The project's leaders, charged with overhauling 2.5 million sq ft of space within an active 17-acre campus, have about one year to go on the six-year project. To date, though the work is 12% over budget, they have managed to keep a low profile and avoid major disruption to regular U.N. activities. Crews tiptoe around as many as 4,800 U.N. staff within a compound that, since 2008, has been annually hosting 8,000 conferences and one million visitors.

"The U.N. renovation is the most challenging project I've ever worked on," says Michael Adlerstein, executive director of the U.N.'s capital master-plan (CMP) department, which is responsible for the work.

ADLERSTEIN
Adlerstein's team also has to manage myriad designers, the construction manager's 23 guaranteed-maximum-price (GMP) contracts and the 659 trade contracts as well as the 900 peak daily workers executing the phased subprojects. As part of the international organization, the CMP must follow U.N. practice, which means complying with strict rules for reporting progress to the 193 member states funding the project through assessments.

Adlerstein, an architect who managed the centennial restoration of the Statue of Liberty for the U.S. National Park Service, has a very hands-on style. He not only runs the 26-person CMP, he informally functions as the renovation's master architect, reviewing and approving everything from the mechanical room's layout to curtain-wall replacement glass.

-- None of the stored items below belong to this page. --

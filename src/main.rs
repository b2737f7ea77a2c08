use anyhow::{anyhow, Context, Result};
use chrono::{Local, NaiveDate};
use clap::{Args, Parser, Subcommand};
use rusqlite::Connection;
use std::path::{Path, PathBuf};

use lancamentos::{
    aggregate, count_entries, delete_entry, entries_between, format_brl, insert_entries,
    insert_entry, list_entries, load_csv, logging, parse_date, series_for_kind, setup_database,
    total_for_kind, update_entry, Config, EntryDraft, EntryKind, KindFilter, PeriodTotals,
    TimeRange,
};

#[derive(Parser)]
#[command(name = "lancamentos")]
#[command(about = "Daily income/expense entries and chart series", long_about = None)]
struct Cli {
    /// SQLite database path (overrides LANCAMENTOS_DB)
    #[arg(long, global = true)]
    db: Option<PathBuf>,

    #[command(subcommand)]
    command: Commands,
}

#[derive(Subcommand)]
enum Commands {
    /// Import entries from a CSV file (date,description,amount,kind,category,notes)
    Import {
        csv: PathBuf,
        #[arg(long)]
        owner: String,
    },

    /// List entries, newest first
    List {
        #[arg(long)]
        owner: String,
        /// all, income/receita or expense/despesa
        #[arg(long, default_value = "all")]
        kind: KindFilter,
    },

    /// Record a new entry
    Add {
        #[arg(long)]
        owner: String,
        #[command(flatten)]
        fields: DraftArgs,
    },

    /// Replace the fields of an existing entry
    Edit {
        #[arg(long)]
        owner: String,
        #[arg(long)]
        id: String,
        #[command(flatten)]
        fields: DraftArgs,
    },

    /// Delete an entry
    Delete {
        #[arg(long)]
        owner: String,
        #[arg(long)]
        id: String,
    },

    /// Print the gap-filled daily series for a window
    Chart {
        #[arg(long)]
        owner: String,
        #[command(flatten)]
        window: WindowArgs,
        /// Only show one kind
        #[arg(long)]
        kind: Option<String>,
        /// Emit JSON instead of a table
        #[arg(long)]
        json: bool,
    },

    /// Totals for a window plus all-time income
    Summary {
        #[arg(long)]
        owner: String,
        #[command(flatten)]
        window: WindowArgs,
    },
}

#[derive(Args)]
struct DraftArgs {
    /// YYYY-MM-DD
    #[arg(long)]
    date: String,
    #[arg(long)]
    amount: f64,
    /// income/receita or expense/despesa
    #[arg(long)]
    kind: String,
    #[arg(long, default_value = "")]
    description: String,
    #[arg(long, default_value = "")]
    category: String,
    #[arg(long, default_value = "")]
    notes: String,
}

impl DraftArgs {
    fn into_draft(self) -> Result<EntryDraft> {
        Ok(EntryDraft {
            date: parse_date(&self.date)?,
            amount: self.amount,
            kind: parse_kind(&self.kind)?,
            description: self.description,
            category: self.category,
            notes: self.notes,
        })
    }
}

#[derive(Args)]
struct WindowArgs {
    /// 7d, 30d, 90d or 180d (defaults to LANCAMENTOS_RANGE)
    #[arg(long)]
    range: Option<TimeRange>,
    /// Last day of the window, defaults to today
    #[arg(long)]
    end: Option<String>,
}

impl WindowArgs {
    fn resolve(&self, default_range: TimeRange) -> Result<(TimeRange, NaiveDate, NaiveDate)> {
        let range = self.range.unwrap_or(default_range);
        let end = match &self.end {
            Some(e) => parse_date(e)?,
            None => Local::now().date_naive(),
        };
        let window = range.window(end);
        Ok((range, window.start, window.end))
    }
}

fn parse_kind(label: &str) -> Result<EntryKind> {
    EntryKind::from_label(label).ok_or_else(|| anyhow!("unknown kind '{}'", label))
}

fn open_database(path: &Path) -> Result<Connection> {
    let conn = Connection::open(path)
        .with_context(|| format!("Failed to open database {}", path.display()))?;
    setup_database(&conn)?;
    Ok(conn)
}

fn main() -> Result<()> {
    logging::init_tracing();

    let cli = Cli::parse();
    let mut config = Config::from_env()?;
    if let Some(db) = cli.db {
        config.db_path = db;
    }

    let conn = open_database(&config.db_path)?;

    match cli.command {
        Commands::Import { csv, owner } => run_import(&conn, &csv, &owner),
        Commands::List { owner, kind } => run_list(&conn, &owner, kind),
        Commands::Add { owner, fields } => {
            let entry = insert_entry(&conn, &owner, &fields.into_draft()?)?;
            println!("✓ Added {} ({})", entry.id, format_brl(entry.amount));
            Ok(())
        }
        Commands::Edit { owner, id, fields } => {
            if !update_entry(&conn, &owner, &id, &fields.into_draft()?)? {
                return Err(anyhow!("entry {} not found for owner {}", id, owner));
            }
            println!("✓ Updated {}", id);
            Ok(())
        }
        Commands::Delete { owner, id } => {
            if !delete_entry(&conn, &owner, &id)? {
                return Err(anyhow!("entry {} not found for owner {}", id, owner));
            }
            println!("✓ Deleted {}", id);
            Ok(())
        }
        Commands::Chart { owner, window, kind, json } => {
            let (_, start, end) = window.resolve(config.default_range)?;
            let kind = kind.as_deref().map(parse_kind).transpose()?;
            run_chart(&conn, &owner, start, end, kind, json)
        }
        Commands::Summary { owner, window } => {
            let (range, start, end) = window.resolve(config.default_range)?;
            run_summary(&conn, &owner, range, start, end)
        }
    }
}

fn run_import(conn: &Connection, csv: &Path, owner: &str) -> Result<()> {
    println!("📂 Loading {}...", csv.display());
    let batch = load_csv(csv, owner)?;
    for rejected in &batch.rejected {
        eprintln!("  ⚠ row {} skipped: {}", rejected.index + 1, rejected.error);
    }

    let summary = insert_entries(conn, &batch.entries)?;
    println!("✓ Inserted: {} entries", summary.inserted);
    println!("✓ Skipped duplicates: {}", summary.duplicates);
    println!("✓ Owner {} now has {} entries", owner, count_entries(conn, owner)?);
    Ok(())
}

fn run_list(conn: &Connection, owner: &str, filter: KindFilter) -> Result<()> {
    let entries = list_entries(conn, owner, filter)?;
    if entries.is_empty() {
        println!("No entries.");
        return Ok(());
    }

    println!("{:<10}  {:<8}  {:>14}  {:<12}  {}", "Date", "Kind", "Amount", "Category", "Description");
    for e in &entries {
        println!(
            "{:<10}  {:<8}  {:>14}  {:<12}  {}",
            e.date,
            e.kind,
            format_brl(e.amount),
            e.category,
            e.description
        );
    }
    println!("{} entries", entries.len());
    Ok(())
}

fn run_chart(
    conn: &Connection,
    owner: &str,
    start: NaiveDate,
    end: NaiveDate,
    kind: Option<EntryKind>,
    json: bool,
) -> Result<()> {
    let entries = entries_between(conn, owner, start, end)?;
    let points = aggregate(&entries, start, end);

    match (kind, json) {
        (Some(k), true) => println!("{}", serde_json::to_string_pretty(&series_for_kind(&points, k))?),
        (None, true) => println!("{}", serde_json::to_string_pretty(&points)?),
        (Some(k), false) => {
            for p in series_for_kind(&points, k) {
                println!("{}  {:>14}", p.date, format_brl(p.total));
            }
        }
        (None, false) => {
            println!("{:<10}  {:>14}  {:>14}", "Date", "Income", "Expense");
            for p in &points {
                println!(
                    "{:<10}  {:>14}  {:>14}",
                    p.date,
                    format_brl(p.income_total),
                    format_brl(p.expense_total)
                );
            }
        }
    }
    Ok(())
}

fn run_summary(conn: &Connection, owner: &str, range: TimeRange, start: NaiveDate, end: NaiveDate) -> Result<()> {
    let entries = entries_between(conn, owner, start, end)?;
    let totals = PeriodTotals::from_points(&aggregate(&entries, start, end));
    let income = list_entries(conn, owner, KindFilter::Only(EntryKind::Income))?;

    println!("📊 {} ({} → {})", range, start, end);
    println!("   Income:  {}", format_brl(totals.income));
    println!("   Expense: {}", format_brl(totals.expense));
    println!("   Balance: {}", format_brl(totals.balance));
    println!("   All-time income: {}", format_brl(total_for_kind(&income, EntryKind::Income)));
    Ok(())
}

True to its crisis-avoidance culture, last Oct. 25, when Superstorm Sandy was coming, the CMP set in motion its meticulously plotted emergency weather plan. But five days of maneuvers, including battening down the hatches with sandbags, did little to stem Sandy's tide.

On Oct. 29, Adlerstein and his deputy, Kenneth Champion—on campus with the storm's ride-out team—slogged helplessly through two feet of water as the East River invaded 350,000 sq ft of newly renovated basement space. The chiller plant filled up like a swimming pool, drowning the equipment in nine feet of water.

It could have been worse. The campus-wide basement consists of three full-footprint levels above two rooms: the 4B chiller plant and the 5B pump room. The storm surge, which mainly breached the 3B loading dock off an underground service drive, also drowned the pumps. While the water was two to five feet deep on 3B, the two upper levels and the data center were spared.

"Despite the severity of the unprecedented storm and flooding, material damages in the U.N. compound were relatively contained as a result of effective precautionary measures," says Champion, the CMP's program director.

Even so, the repair tab, still under assessment, is "tens of millions of dollars," says Adlerstein. Project sources say it could reach $100 million.